The sum of the three amounts won't need this adjustment, so the amount intialised in variable sum is simply 726.
Three other variables are created to hold the amounts we are seeking to determine: amnt1, amnt2, and amnt3. The solution to the Puzzlet is found when the product of these variables as well as their sum is equal to the values initialised into product and sum when both are converted back to dollars and cents.
We begin by setting amnt1 to its smallest possible value. Since we are told that all amounts are greater than $1.00, this must be $1.01, or 101 cents in this context. The outer DO loop increments this 1 cent at a time until a solution is found.
With amnt1's value established, and bearing in mind that all amounts are different, we can try all possible values for amnt2 greater than 101. This is accomplished by the second (nested) DO loop.
Within this inner DO loop, we can calculate amnt3's value from the other two: amnt3 = sum - amnt1 - amnt2. Having values for all three amounts, we're in a position to multiply them together and see if they equal the stored value in product.

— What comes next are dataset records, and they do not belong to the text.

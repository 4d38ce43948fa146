//! API error taxonomy.
//!
//! Every failure surfaced through GraphQL is one of these kinds. The kind is
//! exposed to clients as `extensions.code` so they can tell a missing row
//! from a rejected write without parsing messages.

use async_graphql::ErrorExtensions;
use thiserror::Error;

#[derive(Debug, Error)]
pub enum ApiError {
    /// A row addressed by the request does not exist (or no longer exists)
    #[error("{entity} not found")]
    NotFound { entity: String },

    /// Arguments were syntactically valid GraphQL but semantically wrong
    #[error("{0}")]
    Validation(String),

    /// The store rejected a write (unique, foreign key, check, not null)
    #[error("constraint violation: {0}")]
    ConstraintViolation(String),

    /// The store could not be reached; retrying later may succeed
    #[error("database unavailable: {0}")]
    TransientIo(String),

    #[error("internal error: {0}")]
    Internal(String),
}

pub type ApiResult<T> = Result<T, ApiError>;

impl ApiError {
    pub fn not_found(entity: impl Into<String>) -> Self {
        ApiError::NotFound {
            entity: entity.into(),
        }
    }

    pub fn validation(message: impl Into<String>) -> Self {
        ApiError::Validation(message.into())
    }

    /// Machine readable code placed in `extensions.code`
    pub fn code(&self) -> &'static str {
        match self {
            ApiError::NotFound { .. } => "NOT_FOUND",
            ApiError::Validation(_) => "BAD_USER_INPUT",
            ApiError::ConstraintViolation(_) => "CONSTRAINT_VIOLATION",
            ApiError::TransientIo(_) => "TRANSIENT_IO",
            ApiError::Internal(_) => "INTERNAL",
        }
    }
}

const SQLITE_BUSY: i32 = 5;
const SQLITE_LOCKED: i32 = 6;
const SQLITE_CONSTRAINT: i32 = 19;

/// Primary result code from SQLite's (possibly extended) error code.
/// `787` (SQLITE_CONSTRAINT_FOREIGNKEY) becomes `19`.
fn sqlite_primary_code(code: Option<&str>) -> Option<i32> {
    code?.parse::<i32>().ok().map(|code| code & 0xff)
}

impl From<sqlx::Error> for ApiError {
    fn from(err: sqlx::Error) -> Self {
        match err {
            sqlx::Error::RowNotFound => ApiError::not_found("Record"),
            sqlx::Error::Database(ref db) => {
                let primary = sqlite_primary_code(db.code().as_deref());
                let constraint = !matches!(db.kind(), sqlx::error::ErrorKind::Other)
                    || primary == Some(SQLITE_CONSTRAINT);
                if constraint {
                    ApiError::ConstraintViolation(db.message().to_string())
                } else if matches!(primary, Some(SQLITE_BUSY | SQLITE_LOCKED)) {
                    tracing::warn!(error = %db, "Database locked");
                    ApiError::TransientIo(db.message().to_string())
                } else {
                    tracing::error!(error = %db, "Unclassified database error");
                    ApiError::Internal(db.message().to_string())
                }
            }
            sqlx::Error::Io(_)
            | sqlx::Error::PoolTimedOut
            | sqlx::Error::PoolClosed
            | sqlx::Error::WorkerCrashed => {
                tracing::warn!(error = %err, "Transient database failure");
                ApiError::TransientIo(err.to_string())
            }
            other => {
                tracing::error!(error = %other, "Database error");
                ApiError::Internal(other.to_string())
            }
        }
    }
}

impl ErrorExtensions for ApiError {
    fn extend(&self) -> async_graphql::Error {
        let code = self.code();
        async_graphql::Error::new(self.to_string()).extend_with(|_, e| e.set("code", code))
    }
}

/// Convert a result into a GraphQL result carrying the error code.
pub trait IntoGraphql<T> {
    fn gql(self) -> async_graphql::Result<T>;
}

impl<T> IntoGraphql<T> for ApiResult<T> {
    fn gql(self) -> async_graphql::Result<T> {
        self.map_err(|e| e.extend())
    }
}

#[cfg(test)]
mod tests {
    use super::*;
    use assert_matches::assert_matches;

    #[test]
    fn row_not_found_maps_to_not_found() {
        let err = ApiError::from(sqlx::Error::RowNotFound);
        assert_matches!(err, ApiError::NotFound { .. });
        assert_eq!(err.code(), "NOT_FOUND");
    }

    #[test]
    fn pool_timeout_is_transient() {
        let err = ApiError::from(sqlx::Error::PoolTimedOut);
        assert_matches!(err, ApiError::TransientIo(_));
    }

    #[test]
    fn extended_sqlite_codes_reduce_to_primary() {
        assert_eq!(sqlite_primary_code(Some("787")), Some(SQLITE_CONSTRAINT));
        assert_eq!(sqlite_primary_code(Some("2067")), Some(SQLITE_CONSTRAINT));
        assert_eq!(sqlite_primary_code(Some("517")), Some(SQLITE_BUSY));
        assert_eq!(sqlite_primary_code(Some("6")), Some(SQLITE_LOCKED));
        assert_eq!(sqlite_primary_code(None), None);
    }

    #[tokio::test]
    async fn sqlite_failures_are_classified() {
        let pool = sqlx::sqlite::SqlitePoolOptions::new()
            .max_connections(1)
            .connect_with(
                "sqlite::memory:"
                    .parse::<sqlx::sqlite::SqliteConnectOptions>()
                    .unwrap()
                    .foreign_keys(true),
            )
            .await
            .unwrap();
        for sql in [
            "CREATE TABLE parent (id INTEGER PRIMARY KEY)",
            "CREATE TABLE child (id INTEGER PRIMARY KEY, parent_id INTEGER NOT NULL REFERENCES parent(id) ON DELETE RESTRICT)",
            "INSERT INTO parent (id) VALUES (1)",
            "INSERT INTO child (id, parent_id) VALUES (1, 1)",
        ] {
            sqlx::query(sql).execute(&pool).await.unwrap();
        }

        let restricted = sqlx::query("DELETE FROM parent WHERE id = 1")
            .execute(&pool)
            .await
            .unwrap_err();
        assert_matches!(ApiError::from(restricted), ApiError::ConstraintViolation(_));

        let dangling = sqlx::query("INSERT INTO child (id, parent_id) VALUES (2, 99)")
            .execute(&pool)
            .await
            .unwrap_err();
        assert_matches!(ApiError::from(dangling), ApiError::ConstraintViolation(_));

        let duplicate = sqlx::query("INSERT INTO parent (id) VALUES (1)")
            .execute(&pool)
            .await
            .unwrap_err();
        assert_eq!(ApiError::from(duplicate).code(), "CONSTRAINT_VIOLATION");
    }

    #[test]
    fn graphql_error_carries_code() {
        let err = ApiError::validation("take must not be negative").extend();
        assert_eq!(err.message, "take must not be negative");
        let code = err
            .extensions
            .as_ref()
            .and_then(|ext| ext.get("code"))
            .cloned();
        assert_eq!(code, Some(async_graphql::Value::from("BAD_USER_INPUT")));
    }
}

If they do, this must be the correct answer.
What about making sure the product and sum are the same? This has in fact already been done, effectively, since amnt3 was calculated using sum.
If the answer has been found, flag is set to 1 (TRUE). This is detected by both DO loops, and prevents further executions. The code just moves on to print the result and terminate.
Note the alternate exit conditions for both loops, that is, how to prevent eternal looping if no solution is found. amnt1 can't be less than 101, and the other two amounts are different, so neither of them can be less than 102.
This means that any two amounts must total not less than 101 + 102 = 203. 726 (the sum) - 203 = 523. So, if sum minus any of the amounts is greater than 523 it's illegal, and that particular set of search values can be abandoned by exiting the current DO loop.
Searching ...
$1.21 + $1.25 + $4.80 = $7.26
$1.21 x $1.25 x $4.80 = $7.26
Press any key ...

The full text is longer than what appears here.